== Data to use

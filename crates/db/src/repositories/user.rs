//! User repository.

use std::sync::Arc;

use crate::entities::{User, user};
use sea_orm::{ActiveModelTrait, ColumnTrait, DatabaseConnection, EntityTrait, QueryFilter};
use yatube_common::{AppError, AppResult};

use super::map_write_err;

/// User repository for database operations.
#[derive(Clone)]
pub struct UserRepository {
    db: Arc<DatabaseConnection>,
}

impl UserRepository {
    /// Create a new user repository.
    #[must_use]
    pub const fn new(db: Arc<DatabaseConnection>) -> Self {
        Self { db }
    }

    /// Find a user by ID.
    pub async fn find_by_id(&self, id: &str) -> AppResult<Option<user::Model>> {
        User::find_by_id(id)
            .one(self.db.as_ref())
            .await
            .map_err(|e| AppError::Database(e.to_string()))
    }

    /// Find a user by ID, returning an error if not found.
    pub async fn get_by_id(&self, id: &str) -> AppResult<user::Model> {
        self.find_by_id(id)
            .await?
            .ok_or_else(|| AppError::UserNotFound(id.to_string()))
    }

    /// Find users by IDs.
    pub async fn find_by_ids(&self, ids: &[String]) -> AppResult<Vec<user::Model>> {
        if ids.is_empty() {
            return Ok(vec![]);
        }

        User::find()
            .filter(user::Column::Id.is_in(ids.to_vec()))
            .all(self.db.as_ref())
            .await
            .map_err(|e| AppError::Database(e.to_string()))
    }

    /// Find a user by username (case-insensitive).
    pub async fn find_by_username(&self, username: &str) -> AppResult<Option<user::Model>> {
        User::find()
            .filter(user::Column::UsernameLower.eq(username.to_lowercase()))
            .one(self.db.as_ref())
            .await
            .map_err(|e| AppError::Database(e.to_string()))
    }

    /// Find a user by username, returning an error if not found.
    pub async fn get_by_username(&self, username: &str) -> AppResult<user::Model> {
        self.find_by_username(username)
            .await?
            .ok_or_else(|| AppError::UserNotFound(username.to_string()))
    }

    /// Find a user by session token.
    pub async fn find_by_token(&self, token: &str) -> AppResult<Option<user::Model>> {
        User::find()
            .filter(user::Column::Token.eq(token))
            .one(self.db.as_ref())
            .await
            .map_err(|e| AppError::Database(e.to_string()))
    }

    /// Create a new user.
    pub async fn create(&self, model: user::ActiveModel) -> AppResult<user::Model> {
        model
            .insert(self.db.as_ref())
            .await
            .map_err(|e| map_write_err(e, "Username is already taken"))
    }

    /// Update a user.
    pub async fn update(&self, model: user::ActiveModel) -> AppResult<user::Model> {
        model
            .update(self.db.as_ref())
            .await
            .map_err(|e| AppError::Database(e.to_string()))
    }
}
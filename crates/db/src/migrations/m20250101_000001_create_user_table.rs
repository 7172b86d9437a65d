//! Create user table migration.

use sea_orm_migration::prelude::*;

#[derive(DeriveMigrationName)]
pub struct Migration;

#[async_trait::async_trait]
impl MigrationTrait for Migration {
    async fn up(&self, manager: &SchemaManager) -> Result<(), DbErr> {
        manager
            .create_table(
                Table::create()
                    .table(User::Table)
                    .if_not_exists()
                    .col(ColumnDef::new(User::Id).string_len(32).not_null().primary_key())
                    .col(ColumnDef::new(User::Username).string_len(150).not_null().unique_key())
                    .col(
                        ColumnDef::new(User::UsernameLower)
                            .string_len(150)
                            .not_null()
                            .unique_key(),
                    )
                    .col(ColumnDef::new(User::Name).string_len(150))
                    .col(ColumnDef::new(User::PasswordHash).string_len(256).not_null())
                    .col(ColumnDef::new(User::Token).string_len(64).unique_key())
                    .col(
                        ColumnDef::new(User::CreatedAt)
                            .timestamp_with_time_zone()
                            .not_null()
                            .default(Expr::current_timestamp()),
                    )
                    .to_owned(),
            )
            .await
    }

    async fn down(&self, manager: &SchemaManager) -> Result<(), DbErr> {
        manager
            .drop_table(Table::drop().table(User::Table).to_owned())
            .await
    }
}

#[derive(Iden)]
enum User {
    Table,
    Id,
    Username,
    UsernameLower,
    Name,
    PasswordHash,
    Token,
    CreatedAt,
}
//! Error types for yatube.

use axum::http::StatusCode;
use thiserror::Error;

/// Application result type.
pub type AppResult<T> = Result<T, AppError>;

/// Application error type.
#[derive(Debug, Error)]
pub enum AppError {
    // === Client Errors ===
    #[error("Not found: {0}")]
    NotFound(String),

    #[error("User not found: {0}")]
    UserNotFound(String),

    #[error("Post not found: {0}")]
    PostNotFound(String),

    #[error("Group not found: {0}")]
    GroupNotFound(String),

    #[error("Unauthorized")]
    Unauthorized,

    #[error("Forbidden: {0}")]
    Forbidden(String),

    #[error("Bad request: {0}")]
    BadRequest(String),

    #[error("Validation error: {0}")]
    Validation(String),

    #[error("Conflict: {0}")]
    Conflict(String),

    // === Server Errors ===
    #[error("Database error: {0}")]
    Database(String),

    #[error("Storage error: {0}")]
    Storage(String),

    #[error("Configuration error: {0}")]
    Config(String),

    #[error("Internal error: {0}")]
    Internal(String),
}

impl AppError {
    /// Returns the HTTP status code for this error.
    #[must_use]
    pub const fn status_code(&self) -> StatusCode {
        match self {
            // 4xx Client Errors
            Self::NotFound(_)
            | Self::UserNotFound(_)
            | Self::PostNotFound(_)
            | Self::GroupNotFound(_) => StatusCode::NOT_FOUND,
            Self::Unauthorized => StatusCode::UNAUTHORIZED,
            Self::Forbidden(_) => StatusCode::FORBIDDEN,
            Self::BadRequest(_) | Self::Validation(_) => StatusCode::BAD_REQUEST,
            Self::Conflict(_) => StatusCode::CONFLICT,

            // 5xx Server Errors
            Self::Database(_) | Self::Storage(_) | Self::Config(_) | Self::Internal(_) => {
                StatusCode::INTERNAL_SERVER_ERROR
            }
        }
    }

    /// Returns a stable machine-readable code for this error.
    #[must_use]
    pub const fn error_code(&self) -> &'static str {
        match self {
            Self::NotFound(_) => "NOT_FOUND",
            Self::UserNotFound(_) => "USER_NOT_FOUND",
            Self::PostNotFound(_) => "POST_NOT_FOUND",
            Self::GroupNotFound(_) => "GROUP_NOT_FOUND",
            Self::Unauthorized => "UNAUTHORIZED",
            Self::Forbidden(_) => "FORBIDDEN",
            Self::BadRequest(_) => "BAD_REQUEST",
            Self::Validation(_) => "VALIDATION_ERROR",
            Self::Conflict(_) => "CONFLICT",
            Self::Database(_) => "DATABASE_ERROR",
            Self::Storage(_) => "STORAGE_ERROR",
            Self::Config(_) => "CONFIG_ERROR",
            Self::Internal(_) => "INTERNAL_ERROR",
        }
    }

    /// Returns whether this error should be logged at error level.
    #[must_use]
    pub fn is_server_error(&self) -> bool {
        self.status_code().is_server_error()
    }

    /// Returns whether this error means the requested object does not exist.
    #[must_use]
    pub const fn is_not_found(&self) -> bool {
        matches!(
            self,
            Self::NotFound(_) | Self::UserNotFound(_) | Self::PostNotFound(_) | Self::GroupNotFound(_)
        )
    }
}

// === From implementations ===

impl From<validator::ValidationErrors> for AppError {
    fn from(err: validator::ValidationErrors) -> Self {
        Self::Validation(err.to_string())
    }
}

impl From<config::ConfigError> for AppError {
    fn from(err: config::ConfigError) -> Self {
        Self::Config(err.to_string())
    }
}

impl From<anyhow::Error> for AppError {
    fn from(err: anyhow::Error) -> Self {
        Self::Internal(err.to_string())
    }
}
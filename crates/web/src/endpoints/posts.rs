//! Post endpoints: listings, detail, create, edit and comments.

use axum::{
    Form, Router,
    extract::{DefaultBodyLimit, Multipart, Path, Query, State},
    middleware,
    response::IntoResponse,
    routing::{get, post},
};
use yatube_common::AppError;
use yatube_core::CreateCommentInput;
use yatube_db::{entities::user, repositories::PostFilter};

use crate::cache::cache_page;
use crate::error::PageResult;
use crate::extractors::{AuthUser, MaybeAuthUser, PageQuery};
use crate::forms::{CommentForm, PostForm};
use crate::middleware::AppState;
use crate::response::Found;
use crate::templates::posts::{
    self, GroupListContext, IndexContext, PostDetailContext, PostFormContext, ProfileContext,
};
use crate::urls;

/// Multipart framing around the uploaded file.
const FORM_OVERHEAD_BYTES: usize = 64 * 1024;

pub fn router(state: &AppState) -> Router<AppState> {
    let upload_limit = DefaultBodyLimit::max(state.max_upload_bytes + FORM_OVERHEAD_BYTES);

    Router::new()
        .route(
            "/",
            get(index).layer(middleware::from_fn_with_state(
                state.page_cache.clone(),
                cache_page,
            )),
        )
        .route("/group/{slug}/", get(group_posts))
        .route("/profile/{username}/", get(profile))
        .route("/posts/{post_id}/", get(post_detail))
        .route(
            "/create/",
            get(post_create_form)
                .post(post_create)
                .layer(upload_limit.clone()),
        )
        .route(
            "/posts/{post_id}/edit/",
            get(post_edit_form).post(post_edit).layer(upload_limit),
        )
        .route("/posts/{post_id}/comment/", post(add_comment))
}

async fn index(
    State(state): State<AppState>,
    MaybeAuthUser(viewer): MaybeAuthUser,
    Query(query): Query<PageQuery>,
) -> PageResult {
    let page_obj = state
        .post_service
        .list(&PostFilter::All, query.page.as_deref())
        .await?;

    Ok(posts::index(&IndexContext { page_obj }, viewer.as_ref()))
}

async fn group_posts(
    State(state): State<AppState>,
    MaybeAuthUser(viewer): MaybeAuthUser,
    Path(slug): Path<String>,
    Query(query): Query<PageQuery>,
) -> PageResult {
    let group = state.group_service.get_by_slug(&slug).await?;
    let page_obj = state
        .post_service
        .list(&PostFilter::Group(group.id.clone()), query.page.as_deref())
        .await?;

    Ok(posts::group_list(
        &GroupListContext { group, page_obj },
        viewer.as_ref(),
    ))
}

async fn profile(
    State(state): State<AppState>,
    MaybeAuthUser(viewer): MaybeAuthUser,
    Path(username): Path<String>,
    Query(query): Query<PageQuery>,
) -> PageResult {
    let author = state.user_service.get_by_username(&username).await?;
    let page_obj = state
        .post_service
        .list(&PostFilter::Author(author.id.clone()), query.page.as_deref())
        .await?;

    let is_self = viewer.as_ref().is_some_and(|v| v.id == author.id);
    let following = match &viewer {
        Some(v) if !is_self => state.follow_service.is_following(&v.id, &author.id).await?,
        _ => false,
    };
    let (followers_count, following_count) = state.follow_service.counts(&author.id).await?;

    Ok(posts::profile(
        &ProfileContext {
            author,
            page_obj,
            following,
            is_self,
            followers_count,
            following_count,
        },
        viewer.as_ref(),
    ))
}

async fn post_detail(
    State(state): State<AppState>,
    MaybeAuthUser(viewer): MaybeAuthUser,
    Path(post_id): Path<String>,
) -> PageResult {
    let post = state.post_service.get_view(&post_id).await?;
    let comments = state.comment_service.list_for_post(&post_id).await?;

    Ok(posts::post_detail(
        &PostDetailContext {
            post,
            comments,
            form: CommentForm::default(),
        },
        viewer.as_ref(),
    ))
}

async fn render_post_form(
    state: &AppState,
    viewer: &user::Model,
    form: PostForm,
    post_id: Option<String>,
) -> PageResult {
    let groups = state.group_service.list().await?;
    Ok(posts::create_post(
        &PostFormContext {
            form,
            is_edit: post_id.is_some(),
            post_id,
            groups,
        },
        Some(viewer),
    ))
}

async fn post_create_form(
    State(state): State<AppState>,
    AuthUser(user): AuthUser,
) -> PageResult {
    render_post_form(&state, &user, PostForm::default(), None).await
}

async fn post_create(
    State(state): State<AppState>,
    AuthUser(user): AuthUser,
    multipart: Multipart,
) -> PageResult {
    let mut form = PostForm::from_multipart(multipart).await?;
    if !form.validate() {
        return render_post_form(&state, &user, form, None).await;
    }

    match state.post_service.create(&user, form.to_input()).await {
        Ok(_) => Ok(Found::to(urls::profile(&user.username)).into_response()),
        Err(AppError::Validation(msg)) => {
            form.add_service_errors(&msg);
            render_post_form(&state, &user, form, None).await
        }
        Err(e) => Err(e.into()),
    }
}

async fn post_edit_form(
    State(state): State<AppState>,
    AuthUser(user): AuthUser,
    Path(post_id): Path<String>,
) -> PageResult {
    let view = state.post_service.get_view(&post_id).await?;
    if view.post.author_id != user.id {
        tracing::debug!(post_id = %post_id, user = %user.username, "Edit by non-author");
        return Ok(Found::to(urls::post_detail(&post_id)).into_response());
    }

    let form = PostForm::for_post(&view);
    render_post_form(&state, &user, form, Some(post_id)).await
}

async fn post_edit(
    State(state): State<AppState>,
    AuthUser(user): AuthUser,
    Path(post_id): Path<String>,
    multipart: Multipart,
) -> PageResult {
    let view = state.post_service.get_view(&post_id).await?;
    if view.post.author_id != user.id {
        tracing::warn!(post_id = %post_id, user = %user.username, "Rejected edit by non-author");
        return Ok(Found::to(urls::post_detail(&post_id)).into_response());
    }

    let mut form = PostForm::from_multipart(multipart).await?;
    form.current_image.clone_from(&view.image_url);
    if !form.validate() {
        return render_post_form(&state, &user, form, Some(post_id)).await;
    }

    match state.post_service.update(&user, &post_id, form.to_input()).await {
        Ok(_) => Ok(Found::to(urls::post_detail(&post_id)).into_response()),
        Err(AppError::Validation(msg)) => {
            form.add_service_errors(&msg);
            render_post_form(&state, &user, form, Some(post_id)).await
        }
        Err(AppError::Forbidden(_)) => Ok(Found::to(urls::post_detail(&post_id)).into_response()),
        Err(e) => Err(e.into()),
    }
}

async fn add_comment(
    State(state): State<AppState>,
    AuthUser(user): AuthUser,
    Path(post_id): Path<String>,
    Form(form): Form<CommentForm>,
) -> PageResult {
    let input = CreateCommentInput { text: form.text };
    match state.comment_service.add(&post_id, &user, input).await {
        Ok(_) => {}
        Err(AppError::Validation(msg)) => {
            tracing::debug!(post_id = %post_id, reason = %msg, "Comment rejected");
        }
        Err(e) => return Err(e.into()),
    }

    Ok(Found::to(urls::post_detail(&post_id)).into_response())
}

====
== Data to use

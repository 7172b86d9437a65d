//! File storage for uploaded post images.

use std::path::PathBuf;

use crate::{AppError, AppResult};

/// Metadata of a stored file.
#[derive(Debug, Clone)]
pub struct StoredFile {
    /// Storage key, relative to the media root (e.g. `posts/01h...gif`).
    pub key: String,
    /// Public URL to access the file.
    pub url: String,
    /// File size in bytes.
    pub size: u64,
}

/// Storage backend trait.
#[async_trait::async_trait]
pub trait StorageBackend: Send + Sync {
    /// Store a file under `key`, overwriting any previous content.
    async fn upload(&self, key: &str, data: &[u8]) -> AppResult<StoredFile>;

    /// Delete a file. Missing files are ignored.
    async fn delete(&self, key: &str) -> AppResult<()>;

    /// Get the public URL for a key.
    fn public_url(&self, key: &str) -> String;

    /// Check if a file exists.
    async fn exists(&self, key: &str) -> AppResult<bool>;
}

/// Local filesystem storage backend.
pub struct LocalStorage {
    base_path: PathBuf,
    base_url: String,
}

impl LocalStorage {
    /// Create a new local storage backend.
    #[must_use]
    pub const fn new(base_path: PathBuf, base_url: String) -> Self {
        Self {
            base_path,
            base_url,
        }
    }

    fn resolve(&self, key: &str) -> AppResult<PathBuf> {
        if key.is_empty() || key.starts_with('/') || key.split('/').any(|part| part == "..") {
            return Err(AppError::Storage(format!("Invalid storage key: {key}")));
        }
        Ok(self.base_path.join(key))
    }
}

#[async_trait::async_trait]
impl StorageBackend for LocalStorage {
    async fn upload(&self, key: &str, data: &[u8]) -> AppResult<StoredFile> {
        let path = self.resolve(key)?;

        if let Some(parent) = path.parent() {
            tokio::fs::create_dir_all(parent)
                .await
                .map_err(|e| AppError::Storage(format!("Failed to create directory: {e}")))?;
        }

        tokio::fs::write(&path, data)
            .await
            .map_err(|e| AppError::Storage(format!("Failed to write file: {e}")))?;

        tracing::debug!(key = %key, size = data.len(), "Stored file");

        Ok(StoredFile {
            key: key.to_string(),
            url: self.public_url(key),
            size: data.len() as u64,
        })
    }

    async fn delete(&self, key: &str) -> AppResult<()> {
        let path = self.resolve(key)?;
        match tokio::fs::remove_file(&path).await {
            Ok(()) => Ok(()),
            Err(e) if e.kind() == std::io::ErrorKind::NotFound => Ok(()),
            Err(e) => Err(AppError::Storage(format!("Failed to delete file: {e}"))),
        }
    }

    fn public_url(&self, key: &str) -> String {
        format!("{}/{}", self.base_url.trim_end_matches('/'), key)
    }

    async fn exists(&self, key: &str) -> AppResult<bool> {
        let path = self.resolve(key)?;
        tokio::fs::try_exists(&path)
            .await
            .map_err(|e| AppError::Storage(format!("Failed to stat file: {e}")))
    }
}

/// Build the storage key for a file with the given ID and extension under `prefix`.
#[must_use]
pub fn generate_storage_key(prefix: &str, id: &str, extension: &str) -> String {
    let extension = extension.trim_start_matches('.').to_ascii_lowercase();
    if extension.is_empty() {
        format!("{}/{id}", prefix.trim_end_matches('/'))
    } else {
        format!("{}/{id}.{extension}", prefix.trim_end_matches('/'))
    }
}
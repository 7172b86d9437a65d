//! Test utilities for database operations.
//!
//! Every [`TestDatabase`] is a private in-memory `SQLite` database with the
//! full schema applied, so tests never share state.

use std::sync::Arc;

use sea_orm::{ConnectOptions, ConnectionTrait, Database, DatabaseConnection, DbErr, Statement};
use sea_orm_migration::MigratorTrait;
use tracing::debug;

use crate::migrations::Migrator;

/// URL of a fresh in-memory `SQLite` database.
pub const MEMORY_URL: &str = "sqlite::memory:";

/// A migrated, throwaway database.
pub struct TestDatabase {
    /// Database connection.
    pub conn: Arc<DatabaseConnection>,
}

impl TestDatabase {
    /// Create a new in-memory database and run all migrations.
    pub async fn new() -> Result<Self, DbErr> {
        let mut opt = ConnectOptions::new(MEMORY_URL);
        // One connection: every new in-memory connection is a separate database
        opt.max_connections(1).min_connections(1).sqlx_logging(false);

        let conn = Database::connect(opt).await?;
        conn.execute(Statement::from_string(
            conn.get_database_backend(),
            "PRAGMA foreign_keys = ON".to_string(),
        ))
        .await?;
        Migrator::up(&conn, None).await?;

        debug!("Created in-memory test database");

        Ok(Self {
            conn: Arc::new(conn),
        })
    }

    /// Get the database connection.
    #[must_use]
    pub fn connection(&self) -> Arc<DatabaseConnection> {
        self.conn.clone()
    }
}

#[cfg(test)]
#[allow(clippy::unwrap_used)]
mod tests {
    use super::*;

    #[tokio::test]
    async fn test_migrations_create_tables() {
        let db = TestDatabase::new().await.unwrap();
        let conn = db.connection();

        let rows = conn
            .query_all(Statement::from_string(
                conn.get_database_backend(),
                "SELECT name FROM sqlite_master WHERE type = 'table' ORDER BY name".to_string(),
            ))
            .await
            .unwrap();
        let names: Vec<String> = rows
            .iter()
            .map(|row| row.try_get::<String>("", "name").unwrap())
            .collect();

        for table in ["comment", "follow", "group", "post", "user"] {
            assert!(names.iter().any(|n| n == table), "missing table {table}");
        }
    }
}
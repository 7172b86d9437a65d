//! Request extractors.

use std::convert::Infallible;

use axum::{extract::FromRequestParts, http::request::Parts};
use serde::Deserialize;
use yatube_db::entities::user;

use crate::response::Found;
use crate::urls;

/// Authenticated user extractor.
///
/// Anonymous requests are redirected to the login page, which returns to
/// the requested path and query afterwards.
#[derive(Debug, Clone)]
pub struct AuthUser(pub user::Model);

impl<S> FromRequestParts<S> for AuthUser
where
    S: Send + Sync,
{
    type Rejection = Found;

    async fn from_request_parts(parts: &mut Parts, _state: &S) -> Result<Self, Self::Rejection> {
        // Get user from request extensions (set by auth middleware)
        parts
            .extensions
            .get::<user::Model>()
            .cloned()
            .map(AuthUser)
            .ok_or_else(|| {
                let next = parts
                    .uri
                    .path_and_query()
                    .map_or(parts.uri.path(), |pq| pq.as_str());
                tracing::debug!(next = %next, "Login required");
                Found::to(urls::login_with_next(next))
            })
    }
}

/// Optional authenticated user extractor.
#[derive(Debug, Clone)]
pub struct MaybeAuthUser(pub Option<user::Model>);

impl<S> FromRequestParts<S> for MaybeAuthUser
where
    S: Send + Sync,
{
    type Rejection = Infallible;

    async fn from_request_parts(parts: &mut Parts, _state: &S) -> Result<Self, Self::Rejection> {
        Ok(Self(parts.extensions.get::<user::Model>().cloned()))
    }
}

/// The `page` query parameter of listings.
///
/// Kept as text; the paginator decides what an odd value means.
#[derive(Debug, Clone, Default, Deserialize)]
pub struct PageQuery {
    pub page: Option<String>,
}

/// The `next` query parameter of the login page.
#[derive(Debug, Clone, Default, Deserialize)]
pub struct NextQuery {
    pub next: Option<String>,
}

====

**Task**
Please write out, exactly as they appear above, only the lines in the stretch from the line with "filename crates/db/src/repositories/user.rs" through the line with "pub const fn new(db: Arc<DatabaseConnection>)".

**Written answer**
filename crates/db/src/repositories/user.rs
//! User repository.

use std::sync::Arc;

use crate::entities::{User, user};
use sea_orm::{ActiveModelTrait, ColumnTrait, DatabaseConnection, EntityTrait, QueryFilter};
use yatube_common::{AppError, AppResult};

use super::map_write_err;

/// User repository for database operations.
#[derive(Clone)]
pub struct UserRepository {
    db: Arc<DatabaseConnection>,
}

impl UserRepository {
    /// Create a new user repository.
    #[must_use]
    pub const fn new(db: Arc<DatabaseConnection>) -> Self {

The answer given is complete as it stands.